New Year's New Requirements for Undertakings and Final Reports

By Pasternak, David*

The California Judicial Council has adopted two statewide rule changes pertaining to receivership practice, effective January 1, 2004.

Newly adopted California Rule of Court 1902.5 requires that the applicant for appointment of a receiver at either the noticed or ex parte hearing propose and state the reasons for a specific amount for the undertaking (i.e., bond) to be required from the applicant and the receiver. The Rule states that other parties also may propose and state the reasons for the specific amounts of such undertakings at the same time.

California Rule of Court 1908, concerned with the receiver’s final account and report, has been significantly amended. Rule 1908(a) now requires a receiver to present a final account and report by either noticed motion or stipulation of all parties, and requires that the final report include requests for discharge and for exoneration of the receiver’s surety.

New Rule 1908(b) specifies that a receiver’s final account and report is one of the few motions that may be filed without any supporting memorandum of points and authorities, unless the court orders otherwise.

The most significant change is newly adopted Rule 1908(c) which requires the receiver to give notice of the final report and account, whether brought by either noticed motion or stipulation, “to every person or entity known to the receiver to have a substantial, unsatisfied claim that will be affected by the order or stipulation, whether or not the person or entity is a party to the action or has appeared in it.”
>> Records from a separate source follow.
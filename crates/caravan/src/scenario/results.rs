//! Run reports

use anyhow::{Context, Result};
use serde::{Deserialize, Serialize};
use std::path::Path;

use super::verification::VerificationResult;

/// Report from a scenario run
#[derive(Debug, Clone, Serialize, Deserialize)]
pub struct RunReport {
    pub scenario_name: String,

    /// RFC 3339 start time
    pub timestamp: String,

    /// Seed breeding ran with
    pub seed: u64,

    /// Every check passed
    pub passed: bool,

    /// Number of steps executed
    pub steps_executed: usize,

    /// Host events delivered to the plugin
    pub events_dispatched: usize,

    /// Events whose default host action was cancelled
    pub events_cancelled: usize,

    /// Number of checks evaluated
    pub checks_run: usize,

    /// Checks that failed, in scenario order
    pub verification_failures: Vec<VerificationResult>,

    /// Runner log, one line per setup action or step
    pub log: Vec<String>,

    /// Wall-clock time (milliseconds)
    pub duration_ms: f64,
}

impl RunReport {
    pub fn new(scenario_name: String, seed: u64) -> Self {
        Self {
            scenario_name,
            timestamp: chrono::Utc::now().to_rfc3339(),
            seed,
            passed: false,
            steps_executed: 0,
            events_dispatched: 0,
            events_cancelled: 0,
            checks_run: 0,
            verification_failures: Vec::new(),
            log: Vec::new(),
            duration_ms: 0.0,
        }
    }

    /// True when no check failed
    pub fn success(&self) -> bool {
        self.verification_failures.is_empty()
    }

    /// One-line summary for the terminal
    pub fn summary(&self) -> String {
        format!(
            "{}: {} | {} steps | {} events ({} cancelled) | {}/{} checks | {:.1}ms",
            self.scenario_name,
            if self.passed { "PASSED" } else { "FAILED" },
            self.steps_executed,
            self.events_dispatched,
            self.events_cancelled,
            self.checks_run - self.verification_failures.len().min(self.checks_run),
            self.checks_run,
            self.duration_ms
        )
    }

    /// Write the report as pretty JSON, creating missing directories
    pub fn save_json(&self, path: impl AsRef<Path>) -> Result<()> {
        let path = path.as_ref();
        let json =
            serde_json::to_string_pretty(self).context("Failed to serialize run report to JSON")?;

        match path.parent() {
            Some(dir) if !dir.as_os_str().is_empty() => std::fs::create_dir_all(dir)
                .with_context(|| format!("Failed to create report directory: {}", dir.display()))?,
            _ => {}
        }

        std::fs::write(path, json)
            .with_context(|| format!("Failed to write run report: {}", path.display()))
    }

    /// Read back a report written by `save_json`
    pub fn from_json(path: impl AsRef<Path>) -> Result<Self> {
        let path = path.as_ref();
        let content = std::fs::read_to_string(path)
            .with_context(|| format!("Failed to read run report: {}", path.display()))?;

        serde_json::from_str(&content)
            .with_context(|| format!("Invalid run report JSON: {}", path.display()))
    }
}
As originally proposed, newly adopted Rule 1908(c) would have had a draconian effect on receivers by requiring receivers to give such notice to every person or entity who might have any claim against the receivership. It now requires such notice only to persons who have “substantial, unsatisfied” claims. While the term “substantial” is undefined, it is expected that it will vary from case to case. In some cases, a $100 claim may be substantial, while in a case involving larger dollar amounts or greater numbers of unsatisfied claimants, a claim of less than $1,000 might not be substantial. While this lack of specificity could be a cause of concern for some receivers, it is preferable to a fixed dollar amount that would be applicable to all cases and could result in the necessity to notify thousands of people with claims in insubstantial amounts in some receivership cases.

Rule 1908(c) as originally proposed also did not include the limiting language “known to the receiver.” Without that language, the notice requirement could have opened a Pandora’s box for potential receiver reliability because a receiver could have been held liable for a subsequent claim from a previously unknown receivership claimant who, understandably, was not notified of the receiver’s final report and account.

As adopted, Rule 1908(c) will not change the practice of experienced receivers, who already give notice of their final report and account to all persons or entities known to the receiver to have substantial, unsatisfied claims in order to eliminate potential future liability to such persons. Now all California receivers have specific statutory responsibility to do so, and should thoroughly review their files to identify all such persons and entities before making service of their final accounts and reports.

*MR. PASTERNAK, a member of Pasternak, Pasternak & Patton, a Century City law firm, is a founding Co-Chair of the L.A./Orange County chapter of the California Receivers Forum. Mr. Pasternak is the Forum’s Legislative Co-Chair and one of the four attorney members of the California Judicial Council. He serves as a receiver, provisional director and partition referee, and represents the same as counsel.